PROBLEM TO WORK ON: Provide the number of lines of the records that include "trial", with no other content.

(Dataset entries)
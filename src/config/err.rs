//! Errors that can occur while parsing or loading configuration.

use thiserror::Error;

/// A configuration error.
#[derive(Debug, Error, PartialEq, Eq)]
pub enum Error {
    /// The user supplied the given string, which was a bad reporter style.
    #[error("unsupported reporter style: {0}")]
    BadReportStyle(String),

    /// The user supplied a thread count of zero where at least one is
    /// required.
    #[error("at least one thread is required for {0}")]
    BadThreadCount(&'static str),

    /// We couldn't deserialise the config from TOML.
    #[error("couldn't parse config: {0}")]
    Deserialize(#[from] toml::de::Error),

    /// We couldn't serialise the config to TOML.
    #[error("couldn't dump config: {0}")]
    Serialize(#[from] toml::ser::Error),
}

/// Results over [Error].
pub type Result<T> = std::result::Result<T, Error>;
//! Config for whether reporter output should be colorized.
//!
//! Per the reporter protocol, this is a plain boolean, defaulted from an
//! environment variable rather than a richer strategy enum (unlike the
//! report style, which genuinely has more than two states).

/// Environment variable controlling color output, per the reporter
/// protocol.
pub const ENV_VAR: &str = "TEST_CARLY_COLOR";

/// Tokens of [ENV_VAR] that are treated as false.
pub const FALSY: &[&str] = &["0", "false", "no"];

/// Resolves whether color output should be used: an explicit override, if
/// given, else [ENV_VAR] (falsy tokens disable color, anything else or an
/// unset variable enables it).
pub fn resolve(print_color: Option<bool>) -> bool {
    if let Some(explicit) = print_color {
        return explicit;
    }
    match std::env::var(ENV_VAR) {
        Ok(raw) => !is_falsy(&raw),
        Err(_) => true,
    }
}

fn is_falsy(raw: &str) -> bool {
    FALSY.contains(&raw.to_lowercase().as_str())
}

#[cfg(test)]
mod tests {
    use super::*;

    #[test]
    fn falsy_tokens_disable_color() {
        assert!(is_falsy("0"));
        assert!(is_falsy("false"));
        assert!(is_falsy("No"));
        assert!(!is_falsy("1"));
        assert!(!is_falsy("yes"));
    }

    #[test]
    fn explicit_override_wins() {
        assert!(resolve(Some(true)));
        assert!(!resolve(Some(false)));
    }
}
==
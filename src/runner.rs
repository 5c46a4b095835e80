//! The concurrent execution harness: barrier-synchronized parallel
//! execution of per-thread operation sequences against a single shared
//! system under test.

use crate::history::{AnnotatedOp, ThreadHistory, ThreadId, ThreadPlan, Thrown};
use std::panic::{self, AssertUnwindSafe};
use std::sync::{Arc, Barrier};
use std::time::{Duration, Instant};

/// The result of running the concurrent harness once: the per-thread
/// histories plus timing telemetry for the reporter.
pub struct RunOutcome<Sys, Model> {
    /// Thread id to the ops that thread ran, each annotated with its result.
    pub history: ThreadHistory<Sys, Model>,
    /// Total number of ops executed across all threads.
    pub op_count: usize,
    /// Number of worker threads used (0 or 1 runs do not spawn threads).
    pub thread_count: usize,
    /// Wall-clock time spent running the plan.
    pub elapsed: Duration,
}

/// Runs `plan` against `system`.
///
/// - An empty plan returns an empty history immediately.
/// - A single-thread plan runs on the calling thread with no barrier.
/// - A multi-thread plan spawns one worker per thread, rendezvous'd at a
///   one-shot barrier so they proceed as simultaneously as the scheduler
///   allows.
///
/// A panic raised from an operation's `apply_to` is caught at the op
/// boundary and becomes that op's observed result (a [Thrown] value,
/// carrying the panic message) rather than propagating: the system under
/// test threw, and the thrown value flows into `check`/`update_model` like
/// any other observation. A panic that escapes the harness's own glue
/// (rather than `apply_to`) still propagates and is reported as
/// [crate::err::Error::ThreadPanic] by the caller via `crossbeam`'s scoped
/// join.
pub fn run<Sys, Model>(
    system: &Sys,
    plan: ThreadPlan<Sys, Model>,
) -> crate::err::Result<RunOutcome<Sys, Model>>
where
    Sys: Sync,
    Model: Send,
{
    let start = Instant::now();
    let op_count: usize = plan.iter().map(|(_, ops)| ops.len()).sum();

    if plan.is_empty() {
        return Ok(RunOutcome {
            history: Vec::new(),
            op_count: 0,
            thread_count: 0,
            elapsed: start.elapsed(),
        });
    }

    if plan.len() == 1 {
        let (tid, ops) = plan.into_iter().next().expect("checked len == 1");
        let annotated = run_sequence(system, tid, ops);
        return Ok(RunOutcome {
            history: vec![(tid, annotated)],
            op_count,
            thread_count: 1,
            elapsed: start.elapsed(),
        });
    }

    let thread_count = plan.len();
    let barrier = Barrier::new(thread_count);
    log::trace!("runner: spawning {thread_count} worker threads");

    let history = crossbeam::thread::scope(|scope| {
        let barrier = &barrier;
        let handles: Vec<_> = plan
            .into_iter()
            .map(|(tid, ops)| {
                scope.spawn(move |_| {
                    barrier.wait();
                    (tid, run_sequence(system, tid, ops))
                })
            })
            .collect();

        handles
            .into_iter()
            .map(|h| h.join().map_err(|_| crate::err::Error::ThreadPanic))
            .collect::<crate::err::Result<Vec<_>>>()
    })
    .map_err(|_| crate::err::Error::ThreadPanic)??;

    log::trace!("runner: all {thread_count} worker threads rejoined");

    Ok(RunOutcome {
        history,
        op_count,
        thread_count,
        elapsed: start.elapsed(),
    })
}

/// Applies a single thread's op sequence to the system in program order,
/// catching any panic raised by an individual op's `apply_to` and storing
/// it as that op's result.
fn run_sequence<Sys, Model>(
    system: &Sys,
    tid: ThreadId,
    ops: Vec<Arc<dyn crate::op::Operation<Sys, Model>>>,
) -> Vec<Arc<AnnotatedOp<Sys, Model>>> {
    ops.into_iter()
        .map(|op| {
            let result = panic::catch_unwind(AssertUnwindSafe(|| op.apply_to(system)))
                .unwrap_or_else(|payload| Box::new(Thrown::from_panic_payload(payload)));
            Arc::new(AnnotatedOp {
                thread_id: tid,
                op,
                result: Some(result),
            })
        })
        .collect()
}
==
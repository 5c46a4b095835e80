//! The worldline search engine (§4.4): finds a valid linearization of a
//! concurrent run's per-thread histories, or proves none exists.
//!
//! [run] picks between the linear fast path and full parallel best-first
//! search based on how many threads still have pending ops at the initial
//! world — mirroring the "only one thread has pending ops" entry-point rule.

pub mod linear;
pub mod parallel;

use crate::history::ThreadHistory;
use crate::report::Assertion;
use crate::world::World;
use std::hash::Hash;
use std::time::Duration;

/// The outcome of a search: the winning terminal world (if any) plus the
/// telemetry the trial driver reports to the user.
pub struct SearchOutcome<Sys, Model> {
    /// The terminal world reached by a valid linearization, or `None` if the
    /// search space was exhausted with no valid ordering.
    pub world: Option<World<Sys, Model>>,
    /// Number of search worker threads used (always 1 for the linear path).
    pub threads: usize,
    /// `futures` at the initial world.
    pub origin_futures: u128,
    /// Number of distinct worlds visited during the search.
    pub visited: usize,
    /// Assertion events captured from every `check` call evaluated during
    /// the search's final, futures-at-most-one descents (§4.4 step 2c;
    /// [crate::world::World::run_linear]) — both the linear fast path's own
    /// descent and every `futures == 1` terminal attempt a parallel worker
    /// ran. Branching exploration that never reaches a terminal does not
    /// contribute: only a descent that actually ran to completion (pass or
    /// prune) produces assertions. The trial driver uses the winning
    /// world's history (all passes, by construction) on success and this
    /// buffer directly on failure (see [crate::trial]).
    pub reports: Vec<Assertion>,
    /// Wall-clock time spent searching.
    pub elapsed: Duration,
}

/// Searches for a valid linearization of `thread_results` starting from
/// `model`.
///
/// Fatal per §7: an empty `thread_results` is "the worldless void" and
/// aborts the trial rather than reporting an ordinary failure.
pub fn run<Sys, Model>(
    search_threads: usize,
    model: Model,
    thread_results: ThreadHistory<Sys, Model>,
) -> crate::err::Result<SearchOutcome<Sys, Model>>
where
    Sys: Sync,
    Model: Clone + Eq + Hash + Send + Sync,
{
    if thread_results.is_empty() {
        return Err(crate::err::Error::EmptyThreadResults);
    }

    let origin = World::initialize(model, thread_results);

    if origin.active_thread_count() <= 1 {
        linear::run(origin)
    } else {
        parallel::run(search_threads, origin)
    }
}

REPLY TO THE EXERCISE: 4